Contentions of the Parties
Respondent asserts that the two audits, in December 1997 and January 1998, at which Petitioner signed all the forms indicating her agreement with the accuracy of the counts, establishes a loss of $33,976.86. Respondent also argues that Petitioner's "commingling" of stock from the three accounts, rather than maintaining it in an orderly, segregated manner precludes any finding that Petitioner exercised reasonable care or followed established procedures. As for security, Respondent argues that the facilities available to Petitioner for storing her stamp stock were adequate. Finally, Respondent contends that Petitioner has not established a sufficient relationship between the overages and the shortages to justify crediting her with the overages.
Petitioner first makes two procedural arguments. Citing sections 452.11 and 452.22 of the Employee and Labor Relations Manual (ELM), she argues that no debt is created until the Minneapolis Accounting Service Center forwards an invoice to the postmaster, who then must provide a copy of that invoice to the employee. There is no evidence that these steps were followed in this case. Petitioner also argues that the letters of demand issued to her by the postmaster did not include all the information about her procedural rights that is required by the ELM.

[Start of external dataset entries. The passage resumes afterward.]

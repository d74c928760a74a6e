/// Size specification parsing.
///
/// A specification is `<number><unit>`:
/// - `<number>` is a non-negative decimal, integer or with a fractional part.
/// - `<unit>` is `B`, `KB`, `MB` or `GB` in any case, 1024-based. It may be
///   omitted, in which case megabytes are assumed.
/// - Whitespace may separate number and unit.
///
/// The number goes through `f64` before it is scaled, so very large inputs
/// (beyond 2^53) do not produce the exact mathematical product.
use crate::error::{Error, Result};
use once_cell::sync::Lazy;
use regex::Regex;

static SIZE_SPEC: Lazy<Regex> = Lazy::new(|| {
    Regex::new(r"(?i)^([0-9]+(?:\.[0-9]+)?)\s*([KMG]?B)?$").expect("size grammar is a valid regex")
});

/// 2^128, the first float that no longer fits a `u128` byte count.
const U128_LIMIT: f64 = 340_282_366_920_938_463_463_374_607_431_768_211_456.0;

/// Unit token of a size specification.
#[derive(Clone, Copy, Debug, PartialEq, Eq)]
pub enum SizeUnit {
    Bytes,
    Kilobytes,
    Megabytes,
    Gigabytes,
}

impl SizeUnit {
    /// Unit used when a specification has no suffix, and for every numeric input.
    pub const DEFAULT: Self = Self::Megabytes;

    /// Look up a unit token, ignoring case.
    pub fn from_token(token: &str) -> Option<Self> {
        match token.to_ascii_uppercase().as_str() {
            "B" => Some(Self::Bytes),
            "KB" => Some(Self::Kilobytes),
            "MB" => Some(Self::Megabytes),
            "GB" => Some(Self::Gigabytes),
            _ => None,
        }
    }

    /// Bytes per one of this unit.
    pub const fn multiplier(self) -> u64 {
        match self {
            Self::Bytes => 1,
            Self::Kilobytes => 1 << 10,
            Self::Megabytes => 1 << 20,
            Self::Gigabytes => 1 << 30,
        }
    }
}

/// A raw size threshold as supplied by a caller.
///
/// Text goes through the grammar above. Numbers are always megabytes.
#[derive(Clone, Copy, Debug, PartialEq)]
pub enum SizeInput<'a> {
    Text(&'a str),
    Number(f64),
    Integer(u128),
}

impl<'a> From<&'a str> for SizeInput<'a> {
    fn from(spec: &'a str) -> Self {
        Self::Text(spec)
    }
}

impl<'a> From<&'a String> for SizeInput<'a> {
    fn from(spec: &'a String) -> Self {
        Self::Text(spec.as_str())
    }
}

impl From<f64> for SizeInput<'_> {
    fn from(value: f64) -> Self {
        Self::Number(value)
    }
}

impl From<f32> for SizeInput<'_> {
    fn from(value: f32) -> Self {
        Self::Number(f64::from(value))
    }
}

impl From<u32> for SizeInput<'_> {
    fn from(value: u32) -> Self {
        Self::Integer(u128::from(value))
    }
}

impl From<u64> for SizeInput<'_> {
    fn from(value: u64) -> Self {
        Self::Integer(u128::from(value))
    }
}

impl From<u128> for SizeInput<'_> {
    fn from(value: u128) -> Self {
        Self::Integer(value)
    }
}

/// Parse a size specification into an exact byte count.
///
/// The scaled value is truncated toward zero, never rounded.
pub fn parse_size<'a>(input: impl Into<SizeInput<'a>>) -> Result<u128> {
    match input.into() {
        SizeInput::Text(spec) => parse_text(spec),
        SizeInput::Number(value) => to_bytes(value, SizeUnit::DEFAULT, &value.to_string()),
        SizeInput::Integer(value) => {
            to_bytes(value as f64, SizeUnit::DEFAULT, &value.to_string())
        }
    }
}

fn parse_text(spec: &str) -> Result<u128> {
    let caps = SIZE_SPEC
        .captures(spec)
        .ok_or_else(|| Error::invalid_spec(spec, "expected <number>[B|KB|MB|GB]"))?;

    let value: f64 = caps[1]
        .parse()
        .map_err(|_| Error::invalid_spec(spec, "number is out of range"))?;

    let unit = match caps.get(2) {
        Some(token) => SizeUnit::from_token(token.as_str())
            .ok_or_else(|| Error::invalid_spec(spec, "size unit is not supported"))?,
        None => SizeUnit::DEFAULT,
    };

    to_bytes(value, unit, spec)
}

fn to_bytes(value: f64, unit: SizeUnit, spec: &str) -> Result<u128> {
    if value.is_nan() || value.is_sign_negative() {
        return Err(Error::invalid_spec(spec, "size must be a non-negative number"));
    }
    if value.is_infinite() {
        return Err(Error::invalid_spec(spec, "size is not finite"));
    }

    let bytes = value * unit.multiplier() as f64;
    if !bytes.is_finite() {
        return Err(Error::invalid_spec(spec, "size is not finite"));
    }
    // `as` would saturate; 2^128 and up is not a byte count.
    if bytes >= U128_LIMIT {
        return Err(Error::invalid_spec(spec, "size is out of range"));
    }
    Ok(bytes.trunc() as u128)
}
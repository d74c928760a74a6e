/// Size formatting utilities — human-readable byte counts.
///
/// Byte counts are exact integers all the way through. Rounding is done in
/// integer arithmetic on the exact quotient, half to even, so the output
/// never depends on floating point.

const KB: u128 = 1024;
const MB: u128 = KB * 1024;
const GB: u128 = MB * 1024;

/// Format a byte count into a human-readable string with appropriate unit.
///
/// Uses binary units (KB = 1024) but switches unit at 1000 of the smaller
/// one, so a value never shows four integer digits below GB:
///
/// - `byte`/`bytes` below 1 000, shown as is.
/// - `KB` below 1 000 KB, no decimals.
/// - `MB` below 1 000 MB, one decimal.
/// - `GB` from there on, two decimals.
pub fn format_readable(bytes: u128) -> String {
    if bytes < 1_000 {
        let unit = if bytes > 1 { "bytes" } else { "byte" };
        format!("{bytes} {unit}")
    } else if bytes < 1_000 * KB {
        format!("{} KB", fixed_point(bytes, KB, 0))
    } else if bytes < 1_000 * MB {
        format!("{} MB", fixed_point(bytes, MB, 1))
    } else {
        format!("{} GB", fixed_point(bytes, GB, 2))
    }
}

/// Render `bytes / unit` with `decimals` fractional digits.
fn fixed_point(bytes: u128, unit: u128, decimals: u32) -> String {
    let scale = 10u128.pow(decimals);
    let scaled = round_half_even(bytes, unit, scale);
    if decimals == 0 {
        return scaled.to_string();
    }
    format!(
        "{}.{:0width$}",
        scaled / scale,
        scaled % scale,
        width = decimals as usize
    )
}

/// `bytes * scale / unit`, rounded to the nearest integer, ties to even.
///
/// Splits off the whole part first so `bytes * scale` cannot overflow.
fn round_half_even(bytes: u128, unit: u128, scale: u128) -> u128 {
    let whole = (bytes / unit) * scale;
    let frac = (bytes % unit) * scale;
    let mut scaled = whole + frac / unit;
    let rem = frac % unit;
    if rem * 2 > unit || (rem * 2 == unit && scaled % 2 == 1) {
        scaled += 1;
    }
    scaled
}

/// Format a count with thousand separators.
pub fn format_count(count: u128) -> String {
    if count < 1_000 {
        return count.to_string();
    }
    let s = count.to_string();
    let mut result = String::with_capacity(s.len() + s.len() / 3);
    for (i, ch) in s.chars().rev().enumerate() {
        if i > 0 && i % 3 == 0 {
            result.push(',');
        }
        result.push(ch);
    }
    result.chars().rev().collect()
}
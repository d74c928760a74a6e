/// bigfiles Core — size parsing, size formatting, and tree scanning.
///
/// This crate contains all search logic with zero CLI dependencies.
/// The `bigfiles` binary is a thin frontend over [`report::search_big_files`].
///
/// # Modules
///
/// - [`model`] — Size specification parsing and human-readable formatting.
/// - [`scanner`] — Lazy, single-threaded directory walk yielding large files.
/// - [`report`] — Console report around a scan (banner, results, completion).
/// - [`error`] — Error taxonomy shared by all of the above.
pub mod error;
pub mod model;
pub mod report;
pub mod scanner;

pub use error::{Error, Result};
pub use model::{format_count, format_readable, parse_size, SizeInput, SizeUnit};
pub use report::{search_big_files, SearchSummary};
pub use scanner::{scan, BigFiles, ScanEntry};
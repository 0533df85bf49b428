//! TCP side of the receiver.

pub mod server;

pub use server::ConnectionManager;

As to the merits of the case, Petitioner argues that her superiors failed to provide proper security for the stock. Specifically, she refers to the fact that she was forced to keep the three separate accounts all in the same office, without sufficient secure storage areas to maintain each office's stock entirely segregated from the others. As evidence that this arrangement was improper, she points to the fact that changes were made after she was relieved (Finding of Fact #7). She also cites an apparent $200.00 computer error as an indication that there was a "bug" on one of the disks she used, that might have caused the inventory figures to be incorrect. She also faults the methods of the January auditors, specifically that they did not run an adding machine tape of their counts, and that they did not correct some of the apparent discrepancies after she located stock that they had listed as missing. Finally, she argues that she used reasonable care in managing her stamp stock under the difficult conditions she had to work with.
The Procedural Issues
The two procedural errors alleged by Petitioner are not of sufficient substance to bar Respondent from pursuing collection of the alleged debts. The failure of the Accounting Service Center to create an invoice did not deprive Petitioner of any rights or hinder her in any way as she prepared and presented her case. ELM Section 452.11 states, in pertinent part: "Depending on the circumstances of a particular case, the determination of a debt subject to collection under this subchapter may be made by an official in the field or at the Minneapolis Accounting Service Center (ASC)." In this case, the determination was made by the Redwood City Postmaster based on the results of the two audits. The action required to be taken by the ASC was purely administrative in nature. Petitioner was clearly notified of the basis for, and amounts of, the alleged debts and of the Postal Service's intention to collect the debt by withholding certain amounts from her salary.
As to her second objection, if in fact she was not given all the required information about Debt Collection Act procedures at the prescribed time, this had no effect on the case. From whatever source, she obviously knew her rights and exercised them. I find no evidence that she was harmed in any way.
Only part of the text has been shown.